Vickers is one of the players on the offense that could be a playmaker if CU coaches would decide to put the ball in his hands. We saw it vs. North Texas when he caught several passes out of the backfield and ran well after the catch.
Against Missouri, Vickers subbed for Purify when Bobby went out with a shoulder injury. But he only got two carries, and Purify was ineffective when he re-entered the game.
Before it's too late, it's time to start giving Vickers the ball on a regular basis.
3) What happened to the running back rotation?
Vickers' situation brings up another issue. After earning a reputation as a team that has and uses three or four running backs, they have slowly moved away from that this season.
When the running game was most effective, in 2001 and 2002, Colorado always had a fresh back in the backfield. And the running backs' differing styles gave defenses a different look each time another one entered the game.
Purify is playing well, averaging over 100 yards per game through four games. But CU has two, possibly as many as four, capable running backs languishing on the bench or under the V-back label as Purify continues to carry the bulk of the load.
Most surprising is the lack of carries given to Daniel Jolly.
4) How did the CU defense do against Brad Smith?
Well enough to put the CU offense in a position to win. After Missouri's first offensive drive had the Buffs' D back on its heels, the defense made some adjustments and went into a bend-but-don't-break mode the rest of the game.
Of course, it didn't hurt that Missouri's field goal kicker missed three attempts.
But Smith looked as good as billed, and has clearly improved as a pocket passer. Still, CU came up with enough stops to keep the Missouri offense from putting on a dominating performance, and came up with a big turnover (J.J. Billingsley's forced fumble of Smith) when they needed to.
5) Where does this loss leave CU in the Big 12 North race?
No question the Buffs missed a BIG opportunity in Columbia.
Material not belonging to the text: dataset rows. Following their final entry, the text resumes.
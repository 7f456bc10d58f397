//! Window configuration registry
//!
//! Centralized window geometry and presentation flags, keyed by window kind,
//! plus the popup menu layout metrics.

use serde::{Deserialize, Serialize};

use crate::shared::types::WindowKind;

/// Window configuration for one of the two shell windows
#[derive(Debug, Clone, Serialize, Deserialize)]
pub struct WindowConfig {
    pub width: f64,
    pub height: f64,
    pub title: String,
    pub transparent: bool,
    pub resizable: bool,
    pub always_on_top: bool,
    /// Page loaded into the webview on creation
    pub entry: String,
}

impl WindowConfig {
    pub fn new(width: f64, height: f64, title: impl Into<String>) -> Self {
        Self {
            width,
            height,
            title: title.into(),
            transparent: true,
            resizable: false,
            always_on_top: true,
            entry: "index.html".to_string(),
        }
    }
}

/// Distance kept between the collapsed orb and the screen corner.
pub const WIDGET_MARGIN: f64 = 24.0;

/// Window registry mapping window kinds to configurations
pub fn get_window_config(kind: WindowKind) -> WindowConfig {
    match kind {
        WindowKind::Widget => WindowConfig {
            entry: "index.html?window=widget".to_string(),
            ..WindowConfig::new(64.0, 64.0, "Widget")
        },
        WindowKind::Secondary => WindowConfig {
            transparent: false,
            resizable: true,
            always_on_top: false,
            entry: "index.html?window=secondary".to_string(),
            ..WindowConfig::new(1100.0, 760.0, "Workspace")
        },
    }
}

/// Popup menu surface metrics
#[derive(Debug, Clone, Copy, PartialEq)]
pub struct MenuMetrics {
    pub width: f64,
    pub item_height: f64,
    pub padding: f64,
    /// Space between the orb and the menu surface
    pub gap: f64,
}

impl MenuMetrics {
    pub fn surface_height(&self, item_count: usize) -> f64 {
        self.item_height * item_count.max(1) as f64 + self.padding * 2.0
    }
}

pub const MENU_METRICS: MenuMetrics = MenuMetrics {
    width: 220.0,
    item_height: 36.0,
    padding: 8.0,
    gap: 8.0,
};

/// Fixed set of global terminate combinations.
pub const ESCAPE_HOTKEYS: &[&str] = &["CommandOrControl+Alt+Shift+Q", "CommandOrControl+Alt+Escape"];

/// Grace period between asking the event loop to exit and a hard process exit.
pub const ESCAPE_HARD_EXIT_MS: u64 = 1500;

/// Cursor sampling interval for the hover probe.
pub const HOVER_PROBE_INTERVAL_MS: u64 = 40;
use tauri::menu::{Menu, MenuItem, PredefinedMenuItem};
use tauri::tray::TrayIconBuilder;
use tauri::App;

use crate::core::control::ControlHandle;

/// Tray menu: open or hide the workspace, and quit.
pub fn build_tray(app: &App, control: ControlHandle, default_route: String) -> tauri::Result<()> {
    let open_item = MenuItem::with_id(app, "open", "Open Workspace", true, None::<&str>)?;
    let hide_item = MenuItem::with_id(app, "hide", "Hide Workspace", true, None::<&str>)?;
    let separator = PredefinedMenuItem::separator(app)?;
    let quit_item = MenuItem::with_id(app, "quit", "Quit", true, None::<&str>)?;
    let menu = Menu::with_items(app, &[&open_item, &hide_item, &separator, &quit_item])?;

    let mut builder = TrayIconBuilder::new()
        .menu(&menu)
        .on_menu_event(move |app, event| match event.id().as_ref() {
            "quit" => app.exit(0),
            "open" => {
                let control = control.clone();
                let route = default_route.clone();
                tauri::async_runtime::spawn(async move {
                    if let Err(e) = control.open_secondary(route).await {
                        log::error!("[Tray] Failed to open workspace: {}", e);
                    }
                });
            }
            "hide" => {
                let control = control.clone();
                tauri::async_runtime::spawn(async move {
                    if let Err(e) = control.hide_secondary().await {
                        log::error!("[Tray] Failed to hide workspace: {}", e);
                    }
                });
            }
            _ => {}
        });

    if let Some(icon) = app.default_window_icon() {
        builder = builder.icon(icon.clone());
    }
    builder.build(app)?;
    Ok(())
}
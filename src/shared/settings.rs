use directories::ProjectDirs;
use serde::{Deserialize, Serialize};
use std::collections::BTreeMap;
use std::path::{Path, PathBuf};
use tauri::AppHandle;
use tokio::fs;
use ts_rs::TS;

use crate::shared::emit::emit_event;
use crate::shared::error::{AppError, AppResult};
use crate::shared::events::AppEvent;
use crate::shared::types::MenuItem;

#[derive(Debug, Clone, PartialEq, Serialize, Deserialize, TS)]
#[serde(default)]
#[ts(export, export_to = "../ui/settings.ts")]
pub struct AppSettings {
    pub interaction: InteractionSettings,
    pub menus: MenuSettings,
}

/// Thresholds separating a click from a drag on the orb. Both bounds are exclusive.
#[derive(Debug, Clone, Copy, PartialEq, Serialize, Deserialize, TS)]
#[serde(default)]
#[ts(export, export_to = "../ui/settings.ts")]
pub struct InteractionSettings {
    #[ts(type = "number")]
    pub click_threshold_ms: u64,
    pub move_threshold_px: f64,
}

#[derive(Debug, Clone, PartialEq, Serialize, Deserialize, TS)]
#[serde(default)]
#[ts(export, export_to = "../ui/settings.ts")]
pub struct MenuSettings {
    /// Role of the signed-in user, selects the menu items
    pub role: String,
    pub roles: BTreeMap<String, Vec<MenuItem>>,
}

impl Default for InteractionSettings {
    fn default() -> Self {
        Self {
            click_threshold_ms: 300,
            move_threshold_px: 5.0,
        }
    }
}

impl Default for MenuSettings {
    fn default() -> Self {
        let member = vec![
            MenuItem::new("tasks", "Tasks", "/tasks"),
            MenuItem::new("inbox", "Inbox", "/inbox"),
            MenuItem::new("calendar", "Calendar", "/calendar"),
            MenuItem::new("settings", "Settings", "/settings"),
        ];
        let mut admin = member.clone();
        admin.insert(3, MenuItem::new("reports", "Reports", "/reports"));

        let mut roles = BTreeMap::new();
        roles.insert("member".to_string(), member);
        roles.insert("admin".to_string(), admin);

        Self {
            role: "member".to_string(),
            roles,
        }
    }
}

impl Default for AppSettings {
    fn default() -> Self {
        Self {
            interaction: InteractionSettings::default(),
            menus: MenuSettings::default(),
        }
    }
}

impl AppSettings {
    pub fn get_settings_path() -> AppResult<PathBuf> {
        ProjectDirs::from("com", "antigravity", "widget-shell")
            .map(|dirs| dirs.config_dir().join("settings.json"))
            .ok_or_else(|| AppError::Settings("Failed to determine config directory".to_string()))
    }

    pub async fn load() -> AppResult<Self> {
        Self::load_from(&Self::get_settings_path()?).await
    }

    /// Reads settings from `path`, writing defaults there on first run.
    pub async fn load_from(path: &Path) -> AppResult<Self> {
        if !path.exists() {
            let settings = Self::default();
            settings.save_to(path).await?;
            return Ok(settings);
        }

        let content = fs::read_to_string(path)
            .await
            .map_err(|e| AppError::Io(format!("Failed to read settings file: {}", e)))?;

        let settings: Self = serde_json::from_str(&content)?;
        settings.validate()?;
        Ok(settings)
    }

    pub fn validate(&self) -> AppResult<()> {
        if self.interaction.click_threshold_ms == 0 {
            return Err(AppError::Validation("click_threshold_ms must be positive".to_string()));
        }
        if !(self.interaction.move_threshold_px > 0.0) {
            return Err(AppError::Validation("move_threshold_px must be positive".to_string()));
        }
        Ok(())
    }

    /// Internal helper to save to disk without emission
    async fn save_to(&self, path: &Path) -> AppResult<()> {
        if let Some(parent) = path.parent() {
            fs::create_dir_all(parent)
                .await
                .map_err(|e| AppError::Io(format!("Failed to create config directory: {}", e)))?;
        }

        let content = serde_json::to_string_pretty(self)?;
        fs::write(path, content)
            .await
            .map_err(|e| AppError::Io(format!("Failed to write settings file: {}", e)))
    }

    /// Save settings to disk and emit update event
    pub async fn save(&self, app: &AppHandle) -> AppResult<()> {
        self.validate()?;
        self.save_to(&Self::get_settings_path()?).await?;
        emit_event(app, AppEvent::SettingsUpdated(self.clone()));
        Ok(())
    }
}
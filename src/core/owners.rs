//! State owned by each UI component. Routing authority per phase lives in
//! [`crate::core::routing::ownership`]; these types only track local state.

pub mod menu;
pub mod orb;
pub mod shell;

pub use menu::MenuOwner;
pub use orb::{OrbOwner, Release};
pub use shell::{ShellOwner, Transition};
A win would have put them in the driver's seat in the North, especially with Kansas State's loss to TAMU.
But with the win, Missouri takes firm hold of that spot.
Interestingly, however, Missouri and CU's remaining schedule look very similar. Mizzou has difficult games at Texas and Nebraska, and gets Oklahoma State, Kansas and Kansas State at home. CU gets Texas, Oklahoma State and Kansas State, and travels to Nebraska, Kansas and Texas A&M.